Por Charles Bukowski

Existem graus de loucura, e por mais louco que você seja, mais óbvio será para as outras pessoas. A maior parte da minha vida eu escondi minha loucura dentro de mim, mas ela está lá. Por exemplo, algumas pessoas falarão para mim sobre isso ou aquilo e enquanto essas pessoas estão me entediando com suas generalidades banais, eu irei imaginá-las com a cabeça, dele ou dela, descansando sob a guilhotina, ou vou imaginá-las em uma enorme frigideira, fritando, enquanto me olham com seus olhos assustados. Em situações reais como essas, eu provavelmente tentaria um resgate, mas enquanto elas estão falando comigo eu não consigo imaginar isso. Ou, com um humor melhor, eu poderia imaginá-las andando de bicicleta longe de mim. Eu simplesmente tenho problemas com seres humanos. Animais, eu amo. Eles não mentem e raramente tentam atacá-lo. Às vezes eles são espertos, mas isso é permitido. Por quê?

A maioria da minha juventude e vida adulta foi em quartos minúsculos, confortável, olhando as paredes, as sombras rasgadas, as maçanetas dos armários. Eu sabia da fêmea e a desejava, mas eu não queria tentar atravessar as dificuldades para consegui-la. Eu sabia do dinheiro, mas de novo, como com a fêmea, eu não queria fazer as coisas necessárias para consegui-lo. Tudo o que eu queria era suficiente para um quarto e para algo para beber. Eu bebia sozinho, geralmente na cama, com todas as persianas fechadas. Às vezes eu ia aos bares checar os tipos, mas os tipos eram os mesmos – não muito e freqüentemente menos do que aquilo.

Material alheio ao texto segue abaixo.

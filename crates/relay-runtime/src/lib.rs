//! Relay Runtime - Runners, teams and the experiment driver
//!
//! A race is a set of rings. Each ring (team) passes a single baton: the
//! holder relocates to its target's post, hands the baton over and waits
//! for the acknowledgement. The captain of each ring counts laps from its
//! own location and reports completion to the judge, which times trials
//! with an increasing number of laps.

pub mod events;
pub mod runner;
pub mod team;
pub mod driver;
pub mod results;
pub mod logging;

pub use events::*;
pub use runner::*;
pub use team::*;
pub use driver::*;
pub use results::*;
pub use logging::*;
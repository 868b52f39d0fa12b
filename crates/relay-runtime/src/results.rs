//! Trial timings collected by the judge

use std::fmt;
use std::time::Duration;

use serde::{Serialize, Serializer};

/// Outcome of one trial
#[derive(Clone, Copy, Debug, PartialEq, Eq, Serialize)]
pub struct TrialResult {
    pub attempt: u32,
    pub laps: u32,
    /// From the first start signal to the last completion
    #[serde(rename = "elapsed_ms", serialize_with = "serialize_millis")]
    pub elapsed: Duration,
}

impl TrialResult {
    pub fn elapsed_millis(&self) -> u128 {
        self.elapsed.as_millis()
    }
}

fn serialize_millis<S: Serializer>(elapsed: &Duration, serializer: S) -> Result<S::Ok, S::Error> {
    serializer.serialize_f64(elapsed.as_secs_f64() * 1000.0)
}

/// All trials of an experiment, in attempt order
#[derive(Clone, Debug, Default, PartialEq, Eq, Serialize)]
pub struct ExperimentResults {
    trials: Vec<TrialResult>,
}

impl ExperimentResults {
    pub fn new() -> Self {
        Self::default()
    }

    pub fn push(&mut self, trial: TrialResult) {
        self.trials.push(trial);
    }

    pub fn iter(&self) -> impl Iterator<Item = &TrialResult> {
        self.trials.iter()
    }

    pub fn len(&self) -> usize {
        self.trials.len()
    }

    pub fn is_empty(&self) -> bool {
        self.trials.is_empty()
    }

    /// Sum of all trial durations
    pub fn total(&self) -> Duration {
        self.trials.iter().map(|t| t.elapsed).sum()
    }

    pub fn to_json(&self) -> serde_json::Result<String> {
        serde_json::to_string_pretty(self)
    }
}

impl<'a> IntoIterator for &'a ExperimentResults {
    type Item = &'a TrialResult;
    type IntoIter = std::slice::Iter<'a, TrialResult>;

    fn into_iter(self) -> Self::IntoIter {
        self.trials.iter()
    }
}

impl fmt::Display for ExperimentResults {
    fn fmt(&self, f: &mut fmt::Formatter<'_>) -> fmt::Result {
        writeln!(f, "{:>8} {:>8} {:>12}", "attempt", "laps", "time (ms)")?;
        for trial in &self.trials {
            writeln!(
                f,
                "{:>8} {:>8} {:>12}",
                trial.attempt,
                trial.laps,
                trial.elapsed_millis()
            )?;
        }
        Ok(())
    }
}
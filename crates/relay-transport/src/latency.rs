//! Latency models for simulated relocation

use std::time::Duration;

use rand::distributions::{Distribution, Uniform};
use rand::rngs::StdRng;
use rand::Rng;

/// Jitter added on top of the base latency
#[derive(Clone, Debug, PartialEq)]
pub enum Jitter {
    /// Deterministic latency
    None,
    /// Uniform distribution (inclusive bounds)
    Uniform { min_ms: u32, max_ms: u32 },
    /// Normal distribution (mean, stddev), clamped at zero
    Normal { mean_ms: f64, stddev_ms: f64 },
}

impl Jitter {
    /// Sample a jitter value
    pub fn sample(&self, rng: &mut StdRng) -> Duration {
        match self {
            Jitter::None => Duration::ZERO,
            Jitter::Uniform { min_ms, max_ms } => {
                let (lo, hi) = if min_ms <= max_ms {
                    (*min_ms, *max_ms)
                } else {
                    (*max_ms, *min_ms)
                };
                let dist = Uniform::new_inclusive(lo, hi);
                Duration::from_millis(dist.sample(rng) as u64)
            }
            Jitter::Normal { mean_ms, stddev_ms } => {
                // Box-Muller transform
                let u1: f64 = rng.gen::<f64>().max(f64::MIN_POSITIVE);
                let u2: f64 = rng.gen();
                let z = (-2.0 * u1.ln()).sqrt() * (2.0 * std::f64::consts::PI * u2).cos();
                let value = mean_ms + stddev_ms * z;
                Duration::from_micros((value.max(0.0) * 1000.0) as u64)
            }
        }
    }
}

/// Time a relocation takes in the simulation
#[derive(Clone, Debug, PartialEq)]
pub struct LatencyModel {
    pub base: Duration,
    pub jitter: Jitter,
}

impl Default for LatencyModel {
    fn default() -> Self {
        LatencyModel {
            base: Duration::from_millis(1),
            jitter: Jitter::None,
        }
    }
}

impl LatencyModel {
    /// Relocation completes on the next scheduler turn
    pub fn instant() -> Self {
        LatencyModel {
            base: Duration::ZERO,
            jitter: Jitter::None,
        }
    }

    /// Fixed latency, no jitter
    pub fn fixed(base: Duration) -> Self {
        LatencyModel {
            base,
            jitter: Jitter::None,
        }
    }

    /// Base latency plus uniform jitter in `[0, jitter_ms]`
    pub fn uniform(base: Duration, jitter_ms: u32) -> Self {
        LatencyModel {
            base,
            jitter: Jitter::Uniform {
                min_ms: 0,
                max_ms: jitter_ms,
            },
        }
    }

    pub fn sample(&self, rng: &mut StdRng) -> Duration {
        self.base + self.jitter.sample(rng)
    }
}
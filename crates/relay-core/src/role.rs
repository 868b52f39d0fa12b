//! Runner roles and hand-off states
//!
//! Captains and plain runners share the whole hand-off protocol. The role
//! only decides whether lap counting runs after an arrival.

use std::fmt;

/// Role of a race participant
#[derive(Clone, Copy, Debug, PartialEq, Eq, Hash, Default)]
pub enum Role {
    /// Counts laps and reports completion to the judge
    Captain,
    /// Relocates and hands off, nothing else
    #[default]
    Runner,
    /// Runs the experiment; never part of a ring
    Judge,
}

impl Role {
    /// Parse the bootstrap captain flag (`true`, any case, means captain)
    pub fn from_flag(flag: &str) -> Self {
        if flag.eq_ignore_ascii_case("true") {
            Role::Captain
        } else {
            Role::Runner
        }
    }

    /// Directory service type this role registers under
    pub fn service_type(self) -> &'static str {
        match self {
            Role::Captain => "RAc",
            Role::Runner => "RA",
            Role::Judge => "JA",
        }
    }

    #[inline]
    pub fn is_captain(self) -> bool {
        matches!(self, Role::Captain)
    }
}

impl fmt::Display for Role {
    fn fmt(&self, f: &mut fmt::Formatter<'_>) -> fmt::Result {
        f.write_str(self.service_type())
    }
}

/// Hand-off state machine of a runner
#[derive(Clone, Copy, Debug, PartialEq, Eq, Hash, Default)]
pub enum RunnerState {
    /// Resident at a location, not carrying the baton
    #[default]
    Waiting,
    /// Migration in flight, suspended until arrival
    Relocating,
    /// Just arrived, deciding the next step
    Evaluating,
    /// Request sent to the target, awaiting its acknowledgement
    HandingOff,
    /// Fatal error, deregistered
    Dead,
}
impl fmt::Debug for App {
    fn fmt(&self, f: &mut fmt::Formatter<'_>) -> fmt::Result {
        f.debug_struct("App")
            .field("screen", &self.screen)
            .field(
                "stage",
                &self.wizard.as_ref().map(WizardState::current_index),
            )
            .field("notifications", &self.notifications.len())
            .finish()
    }
}

pub const WINDOW_DEFAULT_HEIGHT: u32 = 760;
pub const WINDOW_DEFAULT_WIDTH: u32 = 900;
pub const MIN_WINDOW_HEIGHT: u32 = 560;
pub const MIN_WINDOW_WIDTH: u32 = 640;

/// Builds the window settings.
pub fn window_settings() -> window::Settings {
    window::Settings {
        size: iced::Size::new(WINDOW_DEFAULT_WIDTH as f32, WINDOW_DEFAULT_HEIGHT as f32),
        min_size: Some(iced::Size::new(
            MIN_WINDOW_WIDTH as f32,
            MIN_WINDOW_HEIGHT as f32,
        )),
        ..window::Settings::default()
    }
}

/// Launches the application.
pub fn run(flags: Flags) -> iced::Result {
    // iced 0.14 boots through an `Fn`, so every call starts from a copy.
    let boot = move || App::new(flags.clone());

    iced::application(boot, App::update, App::view)
        .title(App::title)
        .theme(App::theme)
        .window(window_settings())
        .run()
}

impl App {
    /// Loads configuration, translations, the questionnaire and any saved
    /// draft. Problems along the way become warning toasts; startup never
    /// fails.
    pub fn new(flags: Flags) -> (Self, Task<Message>) {
        let (config, config_warning) = config::load_with_override(flags.config_dir.clone());
        let i18n = I18n::new(flags.lang.clone(), &config);
        let settings = SettingsState::new(SettingsConfig {
            theme_mode: config.general.theme_mode,
            allow_skip_required: config.wizard.allow_skip_required,
            autosave_draft: config.wizard.autosave_draft,
        });

        let sink = match FileSink::in_data_dir(flags.data_dir.clone()) {
            Ok(sink) => {
                tracing::debug!(dir = %sink.dir().display(), "responses directory resolved");
                Some(Arc::new(sink) as SharedSink)
            }
            Err(err) => {
                tracing::warn!(error = %err, "submissions will fail");
                None
            }
        };

        let mut app = App {
            i18n,
            screen: Screen::Wizard,
            settings,
            wizard: None,
            load_error: None,
            notifications: notifications::Manager::new(),
            sink,
            data_dir: flags.data_dir,
            config_dir: flags.config_dir,
            draft_warning_shown: false,
        };

        let mut tasks = Vec::new();
        if let Some(key) = config_warning {
            tasks.push(app.notify_key(NotificationSpec::warning, &key));
        }

        match Questionnaire::load() {
            Ok(questionnaire) => {
                let (draft, draft_warning) = if app.settings.autosave_draft() {
                    Draft::load_from(app.data_dir.clone())
                } else {
                    (None, None)
                };
                if let Some(key) = draft_warning {
                    tasks.push(app.notify_key(NotificationSpec::warning, &key));
                }

                app.wizard = Some(match draft {
                    Some(draft) => {
                        tracing::info!(stage = draft.stage, answers = draft.answers.len(), "draft restored");
                        if !draft.answers.is_empty() {
                            tasks.push(
                                app.notify_key(NotificationSpec::info, "notification-draft-restored"),
                            );
                        }
                        WizardState::restore(questionnaire, draft)
                    }
                    None => WizardState::new(questionnaire),
                });
            }
            Err(err) => {
                tracing::error!(error = %err, "questionnaire could not be loaded");
                app.load_error = Some(err);
            }
        }

        (app, Task::batch(tasks))
    }

    /// Queues a toast and returns the task that expires it.
    pub fn notify(&mut self, spec: NotificationSpec) -> Task<Message> {
        self.notifications.enqueue(spec).map(Message::Notification)
    }

    fn notify_key(&mut self, spec: fn(String) -> NotificationSpec, key: &str) -> Task<Message> {
        let title = self.i18n.tr(key);
        self.notify(spec(title))
    }

    fn title(&self) -> String {
        self.i18n.tr("window-title")
    }

    fn theme(&self) -> Theme {
        self.settings.theme_mode().to_theme()
    }

    fn update_context(&mut self) -> update::UpdateContext<'_> {
        update::UpdateContext {
            i18n: &mut self.i18n,
            screen: &mut self.screen,
            settings: &mut self.settings,
            wizard: &mut self.wizard,
            notifications: &mut self.notifications,
            sink: self.sink.as_ref(),
            data_dir: &self.data_dir,
            config_dir: &self.config_dir,
            draft_warning_shown: &mut self.draft_warning_shown,
        }
    }

    pub fn update(&mut self, message: Message) -> Task<Message> {
        match message {
            Message::Notification(notification_message) => {
                match self.notifications.handle_message(notification_message) {
                    NotificationEvent::None => Task::none(),
                    // Toast buttons carry ordinary app messages.
                    NotificationEvent::Action(action) => self.update(action),
                }
            }
            Message::Wizard(wizard_message) => {
                update::handle_wizard_message(&mut self.update_context(), wizard_message)
            }
            Message::Settings(settings_message) => {
                update::handle_settings_message(&mut self.update_context(), settings_message)
            }
            Message::SwitchScreen(target) => {
                update::handle_screen_switch(&mut self.update_context(), target)
            }
            Message::SubmitCompleted(result) => {
                update::handle_submit_completed(&mut self.update_context(), result)
            }
            Message::ExportCompleted(result) => {
                update::handle_export_completed(&mut self.update_context(), result)
            }
        }
    }

    pub fn view(&self) -> Element<'_, Message> {
        view::view(view::ViewContext {
            i18n: &self.i18n,
            screen: self.screen,
            settings: &self.settings,
            wizard: self.wizard.as_ref(),
            load_error: self.load_error.as_ref(),
            notifications: &self.notifications,
        })
    }
}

Em todas as cidades, eu conferi as bibliotecas. Livro depois de livro. Poucos livros disseram algo para mim. Eles eram, na maioria, poeira na minha boca, areia no meu pensamento. Nenhum se relacionava comigo ou com o que sentia: onde estava - nenhum lugar - o que tinha – nada – e o que queria – nada. Os livros do século somente eram feitos do mistério de ter um nome, um corpo, andando, falando, fazendo coisas. Ninguém parecia preso com a minha loucura particular.

Em alguns dos bares eu fiquei violento, havia brigas nos becos, a maioria perdi. Mas eu não estava brigando com ninguém em particular, eu não estava bravo, eu só não entendia as pessoas, o que elas eram, o que faziam, como elas pareciam. Eu ia preso e saía, era despejado dos quartos. Dormia em bancos de praça, em cemitérios. Eu estava confuso, mas não era infeliz. Não era depravado. Só não conseguia entender nada do que existia. Minha violência era contra a óbvia armadilha, eu estava gritando e eles não entendiam. E mesmo nas brigas mais violentas eu olhava para o meu oponente e pensava, por que ele está bravo? Ele quer me matar. Aí eu tinha que socar para tirar a besta de mim. As pessoas não têm senso de humor, elas são tão sérias a respeito de si mesmas.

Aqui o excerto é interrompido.